Brief -
Line by line, check the data for the string "types" and state how many lines have it, nothing more.

****

// src/detector/engine.rs

//! # Opportunity Detection Engine
//!
//! Consumes normalized market events, maintains per-chain price books and
//! emits vetted [`Opportunity`] records. Three scan depths:
//!
//! - the two-leg spread check runs on every applied price update, for the
//!   affected pair only;
//! - the triangular (multi-hop) scan is combinatorial and runs at most once
//!   per throttle interval per pair;
//! - the cross-chain scan compares the same pair on peer chains and gates on
//!   the bridge cost estimate.
//!
//! A failing pair evaluation is isolated per pair: it is logged and counted,
//! and scanning continues for every other pair. Malformed inputs are rejected
//! before any profit arithmetic runs.

use crate::bridge::BridgeCostEstimator;
use crate::confidence::{BaseSignal, ConfidenceScorer};
use crate::config::Config;
use crate::detector::price_book::{ApplyOutcome, PriceBook};
use crate::detector::whale::WhaleTracker;
use crate::errors::{DetectorError, ValidationError};
use crate::metrics::{
    DETECTION_CYCLE_MS, OPPORTUNITIES_DETECTED, PRICE_UPDATES, VALIDATION_REJECTS,
};
use crate::predict::{LatencyModel, RouteKey};
use crate::stream::{MarketEventStream, OpportunityPublisher};
use crate::types::{
    decimal_to_units, now_unix_ms, units_to_decimal, ChainId, MarketEvent, Opportunity,
    OpportunityKind, OpportunityLeg, PairKey, PriceUpdate, SwapEvent,
    OPPORTUNITY_SCHEMA_VERSION,
};
use dashmap::DashMap;
use ethers::types::U256;
use rust_decimal::prelude::ToPrimitive;
use rust_decimal::Decimal;
use std::sync::Arc;
use std::time::{Duration, Instant};
use tokio::time::interval;
use tokio_util::sync::CancellationToken;
use tracing::{debug, error, info, warn};
use uuid::Uuid;

const BPS_DENOMINATOR: u32 = 10_000;

pub struct DetectorEngine {
    config: Arc<Config>,
    scorer: ConfidenceScorer,
    whales: Arc<WhaleTracker>,
    bridge: Arc<BridgeCostEstimator>,
    model: Arc<LatencyModel>,
    publisher: Arc<dyn OpportunityPublisher>,
    books: DashMap<u64, Arc<PriceBook>>,
    last_deep_scan: DashMap<(u64, PairKey), Instant>,
}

****

Response for this exercise -
2